EXCERPTED DATA:
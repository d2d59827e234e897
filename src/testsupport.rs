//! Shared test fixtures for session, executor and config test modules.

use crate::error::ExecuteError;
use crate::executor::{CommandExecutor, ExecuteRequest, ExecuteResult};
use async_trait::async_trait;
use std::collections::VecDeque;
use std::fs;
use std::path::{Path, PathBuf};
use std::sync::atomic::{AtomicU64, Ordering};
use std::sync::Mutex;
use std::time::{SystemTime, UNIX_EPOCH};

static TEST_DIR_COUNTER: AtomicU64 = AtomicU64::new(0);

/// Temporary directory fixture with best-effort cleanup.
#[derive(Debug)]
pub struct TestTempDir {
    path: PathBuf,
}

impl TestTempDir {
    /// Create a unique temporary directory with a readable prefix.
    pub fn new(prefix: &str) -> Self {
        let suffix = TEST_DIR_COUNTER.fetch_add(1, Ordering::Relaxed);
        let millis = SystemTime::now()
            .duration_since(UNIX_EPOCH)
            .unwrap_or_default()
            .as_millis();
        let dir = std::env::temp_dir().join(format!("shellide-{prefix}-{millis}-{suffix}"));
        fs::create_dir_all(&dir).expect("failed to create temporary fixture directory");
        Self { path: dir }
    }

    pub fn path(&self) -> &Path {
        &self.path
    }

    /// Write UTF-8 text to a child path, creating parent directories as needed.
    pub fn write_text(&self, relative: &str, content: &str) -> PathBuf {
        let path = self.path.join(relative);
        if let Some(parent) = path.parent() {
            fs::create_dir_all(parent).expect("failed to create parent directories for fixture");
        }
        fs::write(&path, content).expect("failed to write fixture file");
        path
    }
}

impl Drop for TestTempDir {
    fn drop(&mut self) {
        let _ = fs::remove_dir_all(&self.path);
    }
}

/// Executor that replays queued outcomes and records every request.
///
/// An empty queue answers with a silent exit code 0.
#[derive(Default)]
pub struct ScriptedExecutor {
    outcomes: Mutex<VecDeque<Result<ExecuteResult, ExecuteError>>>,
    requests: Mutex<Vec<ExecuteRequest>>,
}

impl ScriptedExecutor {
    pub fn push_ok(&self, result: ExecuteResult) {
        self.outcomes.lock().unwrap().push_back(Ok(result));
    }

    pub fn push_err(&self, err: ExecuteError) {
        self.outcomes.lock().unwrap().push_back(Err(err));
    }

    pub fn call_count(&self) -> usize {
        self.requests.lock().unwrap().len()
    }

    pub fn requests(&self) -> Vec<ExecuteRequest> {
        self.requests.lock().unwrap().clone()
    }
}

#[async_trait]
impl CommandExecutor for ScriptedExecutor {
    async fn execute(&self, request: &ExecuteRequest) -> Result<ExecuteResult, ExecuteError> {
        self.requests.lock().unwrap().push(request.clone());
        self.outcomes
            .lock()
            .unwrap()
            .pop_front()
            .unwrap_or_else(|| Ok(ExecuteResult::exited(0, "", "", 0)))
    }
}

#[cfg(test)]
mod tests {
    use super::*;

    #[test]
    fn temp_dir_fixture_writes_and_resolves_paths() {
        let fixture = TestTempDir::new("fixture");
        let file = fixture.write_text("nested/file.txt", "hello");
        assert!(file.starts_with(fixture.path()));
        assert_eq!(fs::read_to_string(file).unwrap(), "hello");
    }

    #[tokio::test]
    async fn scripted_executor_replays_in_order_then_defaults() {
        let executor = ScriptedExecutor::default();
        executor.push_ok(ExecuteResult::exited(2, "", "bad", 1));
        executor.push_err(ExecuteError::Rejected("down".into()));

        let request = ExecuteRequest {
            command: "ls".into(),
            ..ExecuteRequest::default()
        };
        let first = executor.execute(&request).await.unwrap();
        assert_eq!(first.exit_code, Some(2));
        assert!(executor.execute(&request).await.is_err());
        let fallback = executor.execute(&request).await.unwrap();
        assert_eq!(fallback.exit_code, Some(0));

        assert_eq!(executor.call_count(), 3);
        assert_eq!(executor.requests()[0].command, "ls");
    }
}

--

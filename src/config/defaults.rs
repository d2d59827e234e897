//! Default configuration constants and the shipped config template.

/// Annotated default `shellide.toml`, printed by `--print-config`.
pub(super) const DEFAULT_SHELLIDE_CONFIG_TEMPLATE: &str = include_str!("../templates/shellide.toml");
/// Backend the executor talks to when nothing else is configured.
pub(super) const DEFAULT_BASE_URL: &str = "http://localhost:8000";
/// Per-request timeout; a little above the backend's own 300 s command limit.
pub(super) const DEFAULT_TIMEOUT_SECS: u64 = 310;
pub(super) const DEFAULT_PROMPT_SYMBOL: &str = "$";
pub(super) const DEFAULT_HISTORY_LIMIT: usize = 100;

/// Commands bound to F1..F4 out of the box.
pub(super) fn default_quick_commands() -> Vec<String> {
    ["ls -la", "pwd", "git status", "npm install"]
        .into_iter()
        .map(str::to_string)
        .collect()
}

WORK TASK: Whenever a line of the entries contains the string "exited", copy that line.

SOLUTION:
            .unwrap_or_else(|| Ok(ExecuteResult::exited(0, "", "", 0)))
        executor.push_ok(ExecuteResult::exited(2, "", "bad", 1));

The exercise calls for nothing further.